Context: Scientists at Stanford University have reported another extremely simple and unusual form of life using next-generation sequencing. When analysing genetic material from bacteria present in the human gut, the scientists identified a new form of life lying between viruses and viroids on the scale of simplicity. They called them ‘obelisks’.
Viruses:
- Viruses are the organisms at the boundary between the living and the non-living. Their obligate host dependence, parasitism, and small genome sizes collectively made sure they are not classified as ‘life’ per se.
- Each virus is composed of a nucleic acid (DNA or RNA) core that serves as the genetic material, surrounded by a protein coat, and, in some cases, a lipid (fat) layer outside that coat.
- Viruses’ life cycle is simple: they infect a host cell, use the cell’s machinery to make more copies of themselves, then infect a new cell to repeat the cycle.

Viroids:
- In 1971, Theodor Diener, a plant pathologist in the U.S. Department of Agriculture’s Research Center in Maryland tried to isolate the pathogen that caused potato spindle tuber disease. He discovered Viroids.

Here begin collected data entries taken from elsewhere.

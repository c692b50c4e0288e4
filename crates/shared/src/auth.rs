//! Authentication types for session tokens and the auth wire format.

use chrono::{DateTime, Utc};
use serde::{Deserialize, Serialize};
use uuid::Uuid;

/// Claims carried by a session token.
///
/// The owner identity in `sub` is the only claim downstream operations
/// consume.
#[derive(Debug, Clone, Serialize, Deserialize)]
pub struct Claims {
    /// Subject (user ID).
    pub sub: Uuid,
    /// Issued at timestamp.
    pub iat: i64,
    /// Expiration timestamp.
    pub exp: i64,
}

impl Claims {
    /// Creates new claims for a user.
    #[must_use]
    pub fn new(user_id: Uuid, issued_at: DateTime<Utc>, expires_at: DateTime<Utc>) -> Self {
        Self {
            sub: user_id,
            iat: issued_at.timestamp(),
            exp: expires_at.timestamp(),
        }
    }

    /// Returns the user ID from claims.
    #[must_use]
    pub const fn user_id(&self) -> Uuid {
        self.sub
    }
}

/// Registration request payload.
///
/// All fields are optional at the wire level so that absent fields can be
/// reported back by name instead of failing deserialization.
#[derive(Debug, Clone, Deserialize)]
pub struct RegisterRequest {
    /// User email.
    pub email: Option<String>,
    /// User password.
    pub password: Option<String>,
    /// User display name.
    pub name: Option<String>,
}

/// Login request payload.
///
/// Missing fields default to empty strings and fall through to the single
/// invalid-credentials failure path.
#[derive(Debug, Clone, Deserialize)]
pub struct LoginRequest {
    /// User email.
    #[serde(default)]
    pub email: String,
    /// User password.
    #[serde(default)]
    pub password: String,
}

/// Response payload for successful register/login.
#[derive(Debug, Clone, Serialize)]
pub struct AuthResponse {
    /// Session token.
    pub token: String,
    /// Redacted user view.
    pub user: UserView,
}

/// Redacted user view returned by auth endpoints.
///
/// Never carries the password hash.
#[derive(Debug, Clone, Serialize)]
pub struct UserView {
    /// User ID.
    pub id: Uuid,
    /// User email.
    pub email: String,
    /// User display name.
    pub name: String,
}

/// Full profile view returned by the profile endpoint.
#[derive(Debug, Clone, Serialize)]
#[serde(rename_all = "camelCase")]
pub struct ProfileView {
    /// User ID.
    pub id: Uuid,
    /// User email.
    pub email: String,
    /// User display name.
    pub name: String,
    /// Creation timestamp.
    pub created_at: DateTime<Utc>,
    /// Last update timestamp.
    pub updated_at: DateTime<Utc>,
}

#[cfg(test)]
mod tests {
    use super::*;

    #[test]
    fn test_user_view_never_exposes_a_hash() {
        let view = UserView {
            id: Uuid::new_v4(),
            email: "a@b.c".to_string(),
            name: "A".to_string(),
        };
        let json = serde_json::to_value(&view).unwrap();
        let object = json.as_object().unwrap();
        assert_eq!(object.len(), 3);
        assert!(object.contains_key("id"));
        assert!(object.contains_key("email"));
        assert!(object.contains_key("name"));
    }

    #[test]
    fn test_register_request_tolerates_missing_fields() {
        let req: RegisterRequest = serde_json::from_str("{}").unwrap();
        assert!(req.email.is_none());
        assert!(req.password.is_none());
        assert!(req.name.is_none());
    }

    #[test]
    fn test_login_request_defaults_missing_fields_to_empty() {
        let req: LoginRequest = serde_json::from_str(r#"{"email":"a@b.c"}"#).unwrap();
        assert_eq!(req.email, "a@b.c");
        assert_eq!(req.password, "");
    }
}
//! Expense input validation.
//!
//! Both creation and partial-update paths funnel through [`validate_expense`]
//! so a merged update is held to the same rules as a fresh record.

use rust_decimal::Decimal;
use thiserror::Error;

use finbook_shared::Category;

/// A validated expense draft, ready to persist.
#[derive(Debug, Clone, PartialEq, Eq)]
pub struct ExpenseDraft {
    /// Trimmed, non-empty description.
    pub description: String,
    /// Non-negative amount.
    pub amount: Decimal,
    /// Parsed category.
    pub category: Category,
}

/// Validation failures for expense input.
#[derive(Debug, Clone, PartialEq, Eq, Error)]
pub enum ExpenseValidationError {
    /// Description is empty after trimming.
    #[error("description must not be empty")]
    EmptyDescription,

    /// Amount is below zero.
    #[error("amount must be at least 0")]
    NegativeAmount,

    /// Category is not in the fixed set.
    #[error("unknown category: {0}")]
    UnknownCategory(String),
}

/// Validates expense fields and normalizes them into a draft.
///
/// The description is trimmed; a whitespace-only description is rejected the
/// same as an empty one.
///
/// # Errors
///
/// Returns the first failing rule among description, amount, and category.
pub fn validate_expense(
    description: &str,
    amount: Decimal,
    category: &str,
) -> Result<ExpenseDraft, ExpenseValidationError> {
    let description = description.trim();
    if description.is_empty() {
        return Err(ExpenseValidationError::EmptyDescription);
    }

    if amount < Decimal::ZERO {
        return Err(ExpenseValidationError::NegativeAmount);
    }

    let category = category
        .parse::<Category>()
        .map_err(|e| ExpenseValidationError::UnknownCategory(e.0))?;

    Ok(ExpenseDraft {
        description: description.to_string(),
        amount,
        category,
    })
}
//! Shared helpers for route tests.
//!
//! Routes are exercised through `tower::ServiceExt::oneshot` against a
//! router backed by a `MockDatabase`, so no live Postgres is needed.

use std::sync::Arc;

use axum::{
    Router,
    body::Body,
    http::{Request, StatusCode, header},
};
use http_body_util::BodyExt;
use sea_orm::DatabaseConnection;
use serde_json::Value;
use tower::ServiceExt;
use uuid::Uuid;

use finbook_api::{AppState, create_router};
use finbook_shared::jwt::{JwtConfig, JwtService};

pub const TEST_SECRET: &str = "test-secret-key-for-testing";

pub fn jwt_service() -> JwtService {
    JwtService::new(JwtConfig {
        secret: TEST_SECRET.to_string(),
        token_expires_hours: 24,
    })
}

pub fn test_router(db: DatabaseConnection) -> Router {
    create_router(AppState {
        db: Arc::new(db),
        jwt_service: Arc::new(jwt_service()),
    })
}

pub fn token_for(user_id: Uuid) -> String {
    jwt_service()
        .generate_token(user_id)
        .expect("Failed to generate test token")
}

pub fn json_request(method: &str, uri: &str, body: &Value) -> Request<Body> {
    Request::builder()
        .method(method)
        .uri(uri)
        .header(header::CONTENT_TYPE, "application/json")
        .body(Body::from(body.to_string()))
        .expect("Failed to build request")
}

pub fn authed_request(method: &str, uri: &str, token: &str, body: Option<&Value>) -> Request<Body> {
    let builder = Request::builder()
        .method(method)
        .uri(uri)
        .header(header::AUTHORIZATION, format!("Bearer {token}"))
        .header(header::CONTENT_TYPE, "application/json");

    let body = body.map_or_else(Body::empty, |b| Body::from(b.to_string()));
    builder.body(body).expect("Failed to build request")
}

pub fn bare_request(method: &str, uri: &str) -> Request<Body> {
    Request::builder()
        .method(method)
        .uri(uri)
        .body(Body::empty())
        .expect("Failed to build request")
}

/// Sends a request and returns (status, parsed JSON body).
pub async fn send(router: Router, request: Request<Body>) -> (StatusCode, Value) {
    let response = router.oneshot(request).await.expect("Request failed");
    let status = response.status();
    let bytes = response
        .into_body()
        .collect()
        .await
        .expect("Failed to read body")
        .to_bytes();
    let body = if bytes.is_empty() {
        Value::Null
    } else {
        serde_json::from_slice(&bytes).expect("Body was not JSON")
    };
    (status, body)
}
//! The error-to-HTTP translation boundary.
//!
//! Every handler returns `Result<_, ApiError>`; domain errors are converted
//! here, exactly once, into a status code and a `{"message": ...}` JSON
//! body. Internal failures are logged with their detail and surfaced with a
//! generic message; debug builds attach the detail to the body as well.

use axum::{
    Json,
    http::StatusCode,
    response::{IntoResponse, Response},
};
use sea_orm::DbErr;
use serde_json::json;
use tracing::error;

use finbook_shared::AppError;

/// Error type returned by route handlers.
#[derive(Debug)]
pub enum ApiError {
    /// A domain error carrying its own status mapping.
    App(AppError),
    /// Required request fields were absent or empty, reported back by name.
    MissingFields(Vec<&'static str>),
}

impl From<AppError> for ApiError {
    fn from(err: AppError) -> Self {
        Self::App(err)
    }
}

impl From<DbErr> for ApiError {
    fn from(err: DbErr) -> Self {
        Self::App(AppError::Database(err.to_string()))
    }
}

impl IntoResponse for ApiError {
    fn into_response(self) -> Response {
        match self {
            Self::App(err) => {
                let status = StatusCode::from_u16(err.status_code())
                    .unwrap_or(StatusCode::INTERNAL_SERVER_ERROR);

                if status == StatusCode::INTERNAL_SERVER_ERROR {
                    error!(error = %err, "Request failed");
                    let body = if cfg!(debug_assertions) {
                        json!({ "message": "Internal server error", "error": err.message() })
                    } else {
                        json!({ "message": "Internal server error" })
                    };
                    return (status, Json(body)).into_response();
                }

                (status, Json(json!({ "message": err.message() }))).into_response()
            }
            Self::MissingFields(fields) => (
                StatusCode::BAD_REQUEST,
                Json(json!({
                    "message": "All fields are required",
                    "missing": fields
                })),
            )
                .into_response(),
        }
    }
}

#[cfg(test)]
mod tests {
    use super::*;

    #[test]
    fn test_status_mapping() {
        let cases = [
            (AppError::Validation("bad".into()), StatusCode::BAD_REQUEST),
            (AppError::Conflict("dup".into()), StatusCode::BAD_REQUEST),
            (AppError::Unauthorized("no".into()), StatusCode::UNAUTHORIZED),
            (AppError::NotFound("gone".into()), StatusCode::NOT_FOUND),
            (
                AppError::Database("down".into()),
                StatusCode::INTERNAL_SERVER_ERROR,
            ),
        ];

        for (err, expected) in cases {
            let response = ApiError::App(err).into_response();
            assert_eq!(response.status(), expected);
        }
    }

    #[test]
    fn test_missing_fields_is_bad_request() {
        let response = ApiError::MissingFields(vec!["email", "name"]).into_response();
        assert_eq!(response.status(), StatusCode::BAD_REQUEST);
    }
}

- Viroids do not contain the lipid layer or the protein coat found in viruses. It appears to be just plain, naked RNA. This viroid would enter a cell as RNA, force the cell to make more copies of itself, and the new RNAs would then infect other cells. These life-forms are called 'viroids’ since they resembled viruses.
- However, viroids have one important distinction from Viruses. Usually, genetic material contains a code that tells cells how to make various proteins. This is true of all known organisms, including viruses. But the RNA of viroids do not code for any protein. For the most part, they were just small pieces of RNA that served no function apart from propagating themselves.
- Viroid RNA was tiny (250-400 base pairs versus a few thousand in RNA viruses). They primarily infect plants, causing a variety of diseases characterised by stunted growth, leaf distortion, and other symptoms. They are transmitted through various means, including mechanical transmission via contaminated tools, seed transmission, pollen, and insect vectors. Examples of viroids include the Potato spindle tuber viroid (PSTVd), the Citrus exocortis viroid (CEVd), and the Coconut cadang-cadang viroid (CCCVd).

Obelisks:
- Obelisks and viroids, both have circular RNA for genomes. However, the obelisk RNA was much longer — around a thousand base pairs — and appeared to code for two proteins, neither of which bore any similarity to any known protein from any other life form.
- Further research is being continued to answer some questions regarding obelisks. For example, how do they make copies of their genome? How do they transmit? Are they pathogenic to bacteria? How did they evolve? Do they have roles to play in human health and disease?